Философия — это изучение проблемы смерти (thanatu meletе) — признаются философы-поэты и поэты-философы от Сократа до Толстого8. Проблема смерти — органическая часть первого периода толстовского творческого наследия и полностью пронизывает вторую его часть. Своих героев русский писатель с удовольствием подвергает испытанию смертью, потому что, по его мнению, только тот постигнет и поймет жизнь, кто способен проникнуть в сущностные глубины смерти. Это было излюбленной сюжетной ситуацией у Толстого в кавказских и севастопольских рассказах, но Андрей Болконский и Анна Каренина перед смертью тоже несколько раз испытывают мистерию посвящения в потрясающее переживание смерти. В отличие от «Трех смертей» и двух смертей (смерть лошади и ее хозяина) в «Холстомере», «Смерть Ивана Ильича» Толстой полностью посвящает проблематике смерти, направляя свой микроскоп на единичную смерть. В этом случае картина может проиграть в широте, но она бесспорно выиграет в глубине. Толстой переносит проблему жизни-смерти из имманентной плоскости в трансцендентную: он вопрошает сверх сущего, выходит за его пределы. В узких рамках 55-страничной повести обсуждаются наиглавнейшие вопросы онтологии. Тем самым образ становится живым благодаря тому, что повествователь в «Смерти Ивана Ильича» проникает в глубины экзистенциональных проблем. «Когда князь Андрей умирает — это, конечно, смерть героя, но в то же время — и в еще большей степени — это умирание человека. Иван Ильич индивидуального характера не имеет; ему дан только комплекс свойств, типических для среднего пореформенного бюрократа. Конечно, достаточный для того, чтобы сквозь изображения процесса умирания непрестанно просвечивал ужас этой бессмысленной среднебюрократической жизни»9. Однако Толстой был больше, нежели просто сатирик, ибо вскрывал не только социальные проявления зла, но и его метафизические глубины. Мы только тогда понимаем его творчество по-настоящему, когда признаем метафизическое зерно в том, что на первый взгляд представляется лишь осуждением общества.
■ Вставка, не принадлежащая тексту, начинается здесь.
//! Dependency-direction traversals.
//!
//! All walks follow `imported` edges and keep a visited (or on-stack) set,
//! so self-loops and cycles terminate.

use rustc_hash::{FxHashMap, FxHashSet};

use super::{ModuleGraph, NodeId, sorted};

type DepthMemo = FxHashMap<NodeId, usize>;

impl ModuleGraph {
    /// Every id reachable from `id` through imports, excluding `id` itself.
    pub fn get_transitive_dependencies(&self, id: &str) -> FxHashSet<&str> {
        let Some(start) = self.handle(id) else {
            return FxHashSet::default();
        };

        let mut visited = FxHashSet::default();
        let mut stack: Vec<NodeId> = self.node(start).imported_modules().collect();
        while let Some(handle) = stack.pop() {
            if !visited.insert(handle) {
                continue;
            }
            stack.extend(self.node(handle).imported_modules());
        }

        visited.remove(&start);
        visited.into_iter().map(|h| self.node(h).id()).collect()
    }

    /// Whether `b` is a transitive dependency of `a`.
    pub fn depends_on(&self, a: &str, b: &str) -> bool {
        let (Some(from), Some(target)) = (self.handle(a), self.handle(b)) else {
            return false;
        };
        if from == target {
            return false;
        }

        let mut visited = FxHashSet::default();
        let mut stack: Vec<NodeId> = self.node(from).imported_modules().collect();
        while let Some(handle) = stack.pop() {
            if handle == target {
                return true;
            }
            if visited.insert(handle) {
                stack.extend(self.node(handle).imported_modules());
            }
        }
        false
    }

    /// Length of the longest import chain below `id` (0 for a leaf).
    ///
    /// Back edges contribute nothing, so a cycle never inflates the depth.
    pub fn get_depth(&self, id: &str) -> usize {
        let Some(handle) = self.handle(id) else {
            return 0;
        };
        self.depth_of(handle, &mut DepthMemo::default(), &mut FxHashSet::default())
    }

    pub(super) fn max_depth(&self) -> usize {
        let mut memo = DepthMemo::default();
        let mut active = FxHashSet::default();
        (0..self.nodes.len())
            .map(|i| self.depth_of(NodeId(i as u32), &mut memo, &mut active))
            .max()
            .unwrap_or(0)
    }

    fn depth_of(&self, handle: NodeId, memo: &mut DepthMemo, active: &mut FxHashSet<NodeId>) -> usize {
        if let Some(&depth) = memo.get(&handle) {
            return depth;
        }
        active.insert(handle);

        let mut depth = 0;
        for dep in sorted(&self.node(handle).imported) {
            if active.contains(&dep) {
                continue;
            }
            depth = depth.max(1 + self.depth_of(dep, memo, active));
        }

        active.remove(&handle);
        memo.insert(handle, depth);
        depth
    }

    /// Cycles in the graph, each as the ids along the cycle.
    ///
    /// A self-import is reported as a one-element cycle. Every strongly
    /// connected set that contains a cycle yields at least one entry; the
    /// same cycle is never reported twice in different rotations.
    pub fn find_circular_dependencies(&self) -> Vec<Vec<&str>> {
        let mut finder = CycleFinder::default();
        for i in 0..self.nodes.len() {
            let handle = NodeId(i as u32);
            if !finder.done.contains(&handle) {
                self.find_cycles_from(handle, &mut finder);
            }
        }

        finder
            .cycles
            .into_iter()
            .map(|cycle| cycle.into_iter().map(|h| self.node(h).id()).collect())
            .collect()
    }

    fn find_cycles_from(&self, handle: NodeId, finder: &mut CycleFinder) {
        finder.path.push(handle);
        finder.on_path.insert(handle);

        for dep in sorted(&self.node(handle).imported) {
            if finder.on_path.contains(&dep) {
                let start = finder.path.iter().position(|&h| h == dep).unwrap_or(0);
                let cycle = finder.path[start..].to_vec();
                finder.record(&cycle);
            } else if !finder.done.contains(&dep) {
                self.find_cycles_from(dep, finder);
            }
        }

        finder.on_path.remove(&handle);
        finder.path.pop();
        finder.done.insert(handle);
    }

    /// Topological order: every module appears after all of its imports.
    ///
    /// Members of a cycle are emitted in discovery order.
    pub fn get_load_order(&self) -> Vec<&str> {
        let mut order = Vec::with_capacity(self.nodes.len());
        let mut visited = FxHashSet::default();
        for i in 0..self.nodes.len() {
            self.post_order(NodeId(i as u32), &mut visited, &mut order);
        }
        order.into_iter().map(|h| self.node(h).id()).collect()
    }

    fn post_order(&self, handle: NodeId, visited: &mut FxHashSet<NodeId>, order: &mut Vec<NodeId>) {
        if !visited.insert(handle) {
            return;
        }
        for dep in sorted(&self.node(handle).imported) {
            self.post_order(dep, visited, order);
        }
        order.push(handle);
    }
}

#[derive(Default)]
struct CycleFinder {
    path: Vec<NodeId>,
    on_path: FxHashSet<NodeId>,
    done: FxHashSet<NodeId>,
    seen: FxHashSet<Vec<NodeId>>,
    cycles: Vec<Vec<NodeId>>,
}

impl CycleFinder {
    /// Store a cycle once, keyed by its rotation starting at the smallest handle.
    fn record(&mut self, cycle: &[NodeId]) {
        let pivot = cycle
            .iter()
            .enumerate()
            .min_by_key(|(_, h)| **h)
            .map(|(i, _)| i)
            .unwrap_or(0);
        let mut canonical = cycle.to_vec();
        canonical.rotate_left(pivot);

        if self.seen.insert(canonical) {
            self.cycles.push(cycle.to_vec());
        }
    }
}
Критик правильно отмечает, что толстовский герой — консолидированный тип чиновников среднего класса 1880-х годов. Это совершенно справедливо, ведь Иван Ильич не человек-вообще, не Кай (лицо, служащее в учебниках логики примером стереотипного силлогизма), а представитель одного общественного слоя, страдающего онтологической анемией, который больше не господствует над бытием. Законы логики чересчур общи, поэтому не применимы к отдельным конкретным случаям. Сам Иван Ильич тоже резко протестует против снабжения его ярлыком человек-вообще. «Тот пример силлогизма, которому он учился в логике Кизеветера: Кай — человек, люди смертны, потому Кай смертен, казался ему во всю его жизнь правильным только по отношению к Каю, но никак не к нему. То был Кай-человек, вообще человек, и это было совершенно справедливо; но он был не Кай и не вообще человек, а он всегда был совсем, совсем особенное от всех других существо; он был Ваня с мама, с папа, с Митей и Володей, с игрушками, кучером, с няней, потом с Катенькой, со всеми радостями, горестями, восторгами детства, юности, молодости. Разве для Кая был тот запах кожаного с полосками мячика, который так любил Ваня? Разве Кай целовал так руку матери?.. Разве он бунтовал за пирожки в Правоведении? Разве Кай так был влюблен? Разве Кай так мог вести заседание? И Кай точно смертен, и ему правильно умирать, но мне, Ване, Ивану Ильичу, со всеми моими чувствами, — мне это другое дело. И не может быть, чтобы мне следовало умирать. Это было бы слишком ужасно»10.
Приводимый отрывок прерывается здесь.